Last updated 2026-05-28

Realtime Engine

The realtime package is the in-memory engine that powers in-app delivery: a per-user connection registry, a buffered per-conn channel, and an at-least-once retry tracker. It is generic over the event payload (Registry[T any]), so it has zero dependency on the notify proto or any transport — the server instantiates Registry[*pb.StreamEvent] at boot.

When you'd care

You only need to know this exists if you are:

  • Operating the container and turning the live-connections subsystem on or off (NOTIFY_LIVE_CONNECTIONS_ENABLED).
  • Building a custom client and wondering why a backed-up consumer doesn't block the producer.
  • Implementing a different transport (raw SSE, WebSocket) on top of the library.
  • Reading the codebase and trying to understand where state goes.

The three types

// One live client connection. EventCh is buffered (default 64) and
// NEVER closed: closing would race concurrent non-blocking senders;
// once unregistered + handler returns, the channel is unreachable and
// reclaimed by the GC.
type Conn[T any] struct {
ID string
UserID string
TenantID string
DeviceType string
EventCh chan T
CreatedAt time.Time
}
// Per-user index of live connections. Lock-free reads via RLock; writes
// take the full lock. Push does non-blocking sends — a full buffer is
// logged and the event dropped, but the connection stays registered.
type Registry[T any] struct{ /* … */ }
// At-least-once retry budget. Track(parent, key, []connID, callback)
// runs the callback on a fixed interval per (key, connID) until
// either Ack is called or attempt budget is exhausted.
type RetryTracker struct{ /* … */ }

What hangs off it

The server constructs one Registry shared by every connection, and one RetryTracker shared by every in-flight retry. StreamEvents creates a fresh Conn on each open, registers it, and tears it down on exit. The in-app provider's Send looks up live connections for the target user via Registry.Push and returns StatusDelivered if any accepted the event, StatusPending if none did.

Non-blocking by design

Why this design. A stalled client must never block the producer. Every Push is a non-blocking select { case ch <- ev: ... default: ... }; a connection whose buffer is full has the event dropped (logged via event_queue_full) but stays registered for future events. The alternative — backing up the orchestrator behind one slow client — would let one misbehaving recipient stall delivery for everyone else on the same notifier.

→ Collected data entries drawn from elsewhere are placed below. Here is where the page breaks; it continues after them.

//! Thin helpers over raw libc calls

use evio_core::{Error, Result};
use nix::fcntl::{fcntl, FcntlArg, OFlag};
use std::os::unix::io::RawFd;

/// Turn a `-1`-on-error libc return into a `Result`.
#[inline]
pub fn cvt(ret: libc::c_int) -> Result<libc::c_int> {
    if ret == -1 {
        Err(Error::last_os_error())
    } else {
        Ok(ret)
    }
}

#[inline]
pub fn cvt_size(ret: libc::ssize_t) -> Result<usize> {
    if ret < 0 {
        Err(Error::last_os_error())
    } else {
        Ok(ret as usize)
    }
}

/// Set or clear `O_NONBLOCK`.
pub fn set_nonblocking(fd: RawFd, nonblocking: bool) -> Result<()> {
    let bits = fcntl(fd, FcntlArg::F_GETFL)?;
    let mut flags = OFlag::from_bits_truncate(bits);
    if flags.contains(OFlag::O_NONBLOCK) == nonblocking {
        return Ok(());
    }
    flags.set(OFlag::O_NONBLOCK, nonblocking);
    fcntl(fd, FcntlArg::F_SETFL(flags))?;
    Ok(())
}

pub fn is_nonblocking(fd: RawFd) -> Result<bool> {
    let bits = fcntl(fd, FcntlArg::F_GETFL)?;
    Ok(OFlag::from_bits_truncate(bits).contains(OFlag::O_NONBLOCK))
}

/// `close(2)`, ignoring the result. The descriptor is gone either way.
#[inline]
pub fn close_fd(fd: RawFd) {
    if fd >= 0 {
        unsafe {
            libc::close(fd);
        }
    }
}

/// A descriptor closed when its holder drops it. Wrapped in an `Rc`, a
/// clone parked with an in-flight job keeps the number from being reused
/// while a worker still uses it.
#[derive(Debug)]
pub struct Descriptor {
    fd: RawFd,
    /// Close on drop (false for borrowed descriptors such as stdio)
    owned: bool,
}

impl Descriptor {
    pub fn new(fd: RawFd, owned: bool) -> Self {
        Self { fd, owned }
    }

    #[inline]
    pub fn raw(&self) -> RawFd {
        self.fd
    }

    /// Close now and report the result.
    pub fn close(mut self) -> Result<()> {
        let fd = std::mem::replace(&mut self.fd, -1);
        if !self.owned {
            return Ok(());
        }
        cvt(unsafe { libc::close(fd) }).map(drop)
    }
}

impl Drop for Descriptor {
    fn drop(&mut self) {
        if self.owned {
            close_fd(self.fd);
        }
    }
}
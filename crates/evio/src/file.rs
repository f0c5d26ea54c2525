//! # File: blocking descriptors behind the job bridge
//!
//! Regular files never report would-block, so every syscall on them runs
//! on a pool worker. A file allows one outstanding job at a time; a
//! second concurrent operation fails with [`Error::Busy`].
//!
//! Reads use the same parser protocol as streams. The input buffer is
//! moved into each read job and handed back at reap, so the loop thread
//! and the worker never share it.
//!
//! A job owns the file until it is reaped. Dropping an operation's future
//! does not end that: the file stays busy, any input the job read is
//! returned to the buffer, and if the `File` itself is dropped the
//! descriptor is closed only after the worker lets go of it. Bytes a
//! parser had already set aside for a result longer than the buffer are
//! given back when a read ends, but not when its future is dropped.

use crate::stream::Stream;
use crate::waiter::JobClaim;

use evio_core::{ktrace, EndReason, Errno, Error, InputBuffer, Parse, Parser, Result};
use evio_runtime::sys::{cvt, cvt_size, set_nonblocking, Descriptor};
use evio_runtime::Handle;

use std::cell::{Cell, RefCell};
use std::ffi::CString;
use std::fmt;
use std::os::unix::ffi::OsStrExt;
use std::os::unix::io::{AsRawFd, FromRawFd, IntoRawFd, OwnedFd, RawFd};
use std::path::Path;
use std::rc::Rc;

/// Reference point for [`File::seek`]
#[derive(Debug, Clone, Copy, PartialEq, Eq)]
pub enum Whence {
    Set,
    Cur,
    End,
}

impl Whence {
    fn as_raw(self) -> libc::c_int {
        match self {
            Whence::Set => libc::SEEK_SET,
            Whence::Cur => libc::SEEK_CUR,
            Whence::End => libc::SEEK_END,
        }
    }
}

pub struct File {
    /// None once closed; jobs in flight hold clones
    desc: RefCell<Option<Rc<Descriptor>>>,
    /// Held from submission until the job is reaped
    pub(crate) busy: Rc<Cell<bool>>,
    /// Taken while a read job owns it
    buf: Rc<RefCell<Option<InputBuffer>>>,
    handle: Handle,
}

impl File {
    /// Wrap `fd` on the current thread's loop.
    pub fn from_owned_fd(fd: OwnedFd) -> Result<Self> {
        Ok(Self::new(Handle::current()?, fd))
    }

    pub(crate) fn new(handle: Handle, fd: OwnedFd) -> Self {
        Self {
            desc: RefCell::new(Some(Rc::new(Descriptor::new(fd.into_raw_fd(), true)))),
            busy: Rc::new(Cell::new(false)),
            buf: Rc::new(RefCell::new(Some(InputBuffer::new()))),
            handle,
        }
    }

    /// The open descriptor, shared so a job can keep it alive.
    pub(crate) fn lease(&self) -> Result<Rc<Descriptor>> {
        self.desc.borrow().clone().ok_or(Error::Closed)
    }

    fn claim(&self) -> Result<JobClaim> {
        JobClaim::claim(&[&self.busy])
    }

    pub fn closed(&self) -> bool {
        self.desc.borrow().is_none()
    }

    /// Whether a job is in flight, including one whose operation was
    /// dropped before it was reaped.
    pub fn busy(&self) -> bool {
        self.busy.get()
    }

    /// Read until `parser` completes. End of file is reported to the
    /// parser as a peer close.
    pub async fn read<P: Parser>(&self, mut parser: P) -> Result<P::Output> {
        let desc = self.lease()?;
        let claim = self.claim()?;
        let fd = desc.raw();

        let mut buf = self.buf.borrow_mut().take().unwrap_or_default();
        parser.init(&mut buf);
        loop {
            if let Parse::Done(out) = parser.process(&mut buf) {
                *self.buf.borrow_mut() = Some(buf);
                return Ok(out);
            }
            if !buf.reserve_tail() {
                parser.restore(&mut buf);
                *self.buf.borrow_mut() = Some(buf);
                return Err(Error::Os(Errno::ENOBUFS));
            }

            let home = Rc::clone(&self.buf);
            let held = (claim.clone(), Rc::clone(&desc));
            let (back, res) = self
                .handle
                .execute(move || {
                    let res = read_into(fd, &mut buf);
                    (buf, res)
                })
                .on_orphan(move |done| {
                    if let Ok((buf, _)) = done {
                        *home.borrow_mut() = Some(buf);
                    }
                    drop(held);
                })
                .await?;
            buf = back;

            let reason = match res {
                Ok(0) => EndReason::PeerClosed,
                Ok(n) => {
                    ktrace!("read {} bytes from file fd {}", n, fd);
                    continue;
                }
                Err(Errno::EINTR) => continue,
                Err(e) => EndReason::Error(e),
            };
            let out = parser.destroy(&mut buf, reason);
            parser.restore(&mut buf);
            *self.buf.borrow_mut() = Some(buf);
            return out.ok_or_else(|| reason.into_error());
        }
    }

    /// Write every buffer, in order, from the current offset.
    pub async fn write(&self, bufs: &[&[u8]]) -> Result<usize> {
        let desc = self.lease()?;
        let claim = self.claim()?;
        let fd = desc.raw();
        let data = bufs.concat();
        self.handle
            .execute(move || write_all(fd, &data))
            .on_orphan(move |_| drop((claim, desc)))
            .await?
    }

    /// Reposition the file offset; returns the new offset. Buffered input
    /// that no parser consumed is discarded.
    pub async fn seek(&self, whence: Whence, offset: i64) -> Result<u64> {
        let desc = self.lease()?;
        let claim = self.claim()?;
        let fd = desc.raw();
        let home = Rc::clone(&self.buf);
        let pos = self
            .handle
            .execute(move || {
                let ret = unsafe { libc::lseek(fd, offset as libc::off_t, whence.as_raw()) };
                if ret < 0 {
                    Err(Error::last_os_error())
                } else {
                    Ok(ret as u64)
                }
            })
            .on_orphan(move |_| {
                discard_input(&home);
                drop((claim, desc));
            })
            .await??;
        discard_input(&self.buf);
        Ok(pos)
    }

    /// Close the file. Fails with `Busy` while a job is outstanding.
    pub fn close(&self) -> Result<()> {
        self.lease()?;
        if self.busy.get() {
            return Err(Error::Busy);
        }
        let Some(desc) = self.desc.borrow_mut().take() else {
            return Err(Error::Closed);
        };
        match Rc::try_unwrap(desc) {
            Ok(desc) => desc.close(),
            // Still leased; the last holder closes it.
            Err(_) => Ok(()),
        }
    }
}

fn discard_input(buf: &RefCell<Option<InputBuffer>>) {
    if let Some(buf) = buf.borrow_mut().as_mut() {
        buf.clear();
    }
}

impl AsRawFd for File {
    /// -1 once closed
    fn as_raw_fd(&self) -> RawFd {
        self.desc.borrow().as_ref().map_or(-1, |d| d.raw())
    }
}

impl fmt::Debug for File {
    fn fmt(&self, f: &mut fmt::Formatter<'_>) -> fmt::Result {
        f.debug_struct("File")
            .field("fd", &self.as_raw_fd())
            .field("busy", &self.busy.get())
            .finish()
    }
}

/// One `read(2)` into the free tail. Runs on a worker.
fn read_into(fd: RawFd, buf: &mut InputBuffer) -> std::result::Result<usize, Errno> {
    let spare = buf.spare_mut();
    let n = unsafe { libc::read(fd, spare.as_mut_ptr() as *mut libc::c_void, spare.len()) };
    if n < 0 {
        return Err(Errno::last());
    }
    buf.commit(n as usize);
    Ok(n as usize)
}

/// Runs on a worker.
fn write_all(fd: RawFd, mut data: &[u8]) -> Result<usize> {
    let total = data.len();
    while !data.is_empty() {
        let ret = unsafe { libc::write(fd, data.as_ptr() as *const libc::c_void, data.len()) };
        match cvt_size(ret) {
            Ok(0) => return Err(Error::Closed),
            Ok(n) => data = &data[n..],
            Err(Error::Os(Errno::EINTR)) => {}
            Err(e) => return Err(e),
        }
    }
    Ok(total)
}

// ── open ─────────────────────────────────────────────────────────────

/// What [`open`] produced: regular files are driven through the job
/// bridge, everything else (FIFOs, character devices, sockets) is a
/// non-blocking stream.
#[derive(Debug)]
pub enum Opened {
    File(File),
    Stream(Stream),
}

impl Opened {
    pub fn into_file(self) -> Option<File> {
        match self {
            Opened::File(f) => Some(f),
            Opened::Stream(_) => None,
        }
    }

    pub fn into_stream(self) -> Option<Stream> {
        match self {
            Opened::Stream(s) => Some(s),
            Opened::File(_) => None,
        }
    }
}

/// `fopen`-style mode: `r`, `w`, `a`, `r+`, `w+`, `a+`, each optionally
/// with a `b` that is accepted and ignored.
pub(crate) fn parse_mode(mode: &str) -> Result<libc::c_int> {
    let mut chars = mode.chars().filter(|&c| c != 'b');
    let base = chars.next();
    let plus = match chars.next() {
        None => false,
        Some('+') => true,
        Some(_) => return Err(Error::InvalidArgument("invalid mode string")),
    };
    if chars.next().is_some() || mode.matches('b').count() > 1 || mode.starts_with('b') {
        return Err(Error::InvalidArgument("invalid mode string"));
    }
    let flags = match (base, plus) {
        (Some('r'), false) => libc::O_RDONLY,
        (Some('r'), true) => libc::O_RDWR,
        (Some('w'), false) => libc::O_WRONLY | libc::O_CREAT | libc::O_TRUNC,
        (Some('w'), true) => libc::O_RDWR | libc::O_CREAT | libc::O_TRUNC,
        (Some('a'), false) => libc::O_WRONLY | libc::O_CREAT | libc::O_APPEND,
        (Some('a'), true) => libc::O_RDWR | libc::O_CREAT | libc::O_APPEND,
        _ => return Err(Error::InvalidArgument("invalid mode string")),
    };
    Ok(flags)
}

/// Open `path` without blocking the loop: `open(2)` and `fstat(2)` run on
/// a worker.
pub async fn open(path: impl AsRef<Path>, mode: &str) -> Result<Opened> {
    let flags = parse_mode(mode)?;
    let path = CString::new(path.as_ref().as_os_str().as_bytes())
        .map_err(|_| Error::InvalidArgument("path contains a NUL byte"))?;
    let handle = Handle::current()?;

    let (fd, regular) = handle
        .execute(move || -> Result<(OwnedFd, bool)> {
            let raw = cvt(unsafe { libc::open(path.as_ptr(), flags | libc::O_CLOEXEC, 0o666 as libc::c_uint) })?;
            let fd = unsafe { OwnedFd::from_raw_fd(raw) };
            let mut st: libc::stat = unsafe { std::mem::zeroed() };
            cvt(unsafe { libc::fstat(fd.as_raw_fd(), &mut st) })?;
            let regular = st.st_mode & libc::S_IFMT == libc::S_IFREG;
            if !regular {
                set_nonblocking(fd.as_raw_fd(), true)?;
            }
            Ok((fd, regular))
        })
        .await??;

    if regular {
        Ok(Opened::File(File::new(handle, fd)))
    } else {
        Ok(Opened::Stream(Stream::attach(handle, fd.into_raw_fd(), true)?))
    }
}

EventCh is buffered AND never closed

This is a subtle invariant documented inline in realtime/conn.go:

  • Buffered — so non-blocking sends have somewhere to go and producers don't stall.
  • Never closed — because closing a channel that goroutines are racing to send on panics. The lifecycle ends by unregistering the Conn and letting the handler return; the GC reclaims the channel.

RetryTracker: at-least-once for data-change events

Data-change hints (DataChangeEvent) are best-effort hints that something the client cares about may have changed upstream. The client re-fetches its own state via its own API. For these hints, the platform offers at-least-once via the RetryTracker:

  1. Server emits a DataChangeEvent with an idempotency_key.
  2. RetryTracker.Track(ctx, key, []connID, sendCallback) spawns a goroutine per (key, connID) that re-sends on NOTIFY_LIVE_RETRY_INTERVAL ticks.
  3. Client acks via AckDataChange{idempotency_key, session_id}.
  4. The tracker cancels the retry goroutine.

Budget is bounded: NOTIFY_LIVE_RETRY_MAX_ATTEMPTS (default 3) caps retries; a value of 0 disables retries entirely. On shutdown CancelAll closes every in-flight retry so they don't leak.

Turning the subsystem off

Set NOTIFY_LIVE_CONNECTIONS_ENABLED=false. The container never constructs a Registry, the in-app provider is not registered, and StreamEvents returns CodeUnimplemented. In-app notifications remain StatusPending; clients catch up via GetNotifications.

This is a legitimate deployment shape when you only care about the durable side of the platform — e.g. a backend running notify in library mode purely for stored notification fanout, with the live surface served by a separate gateway.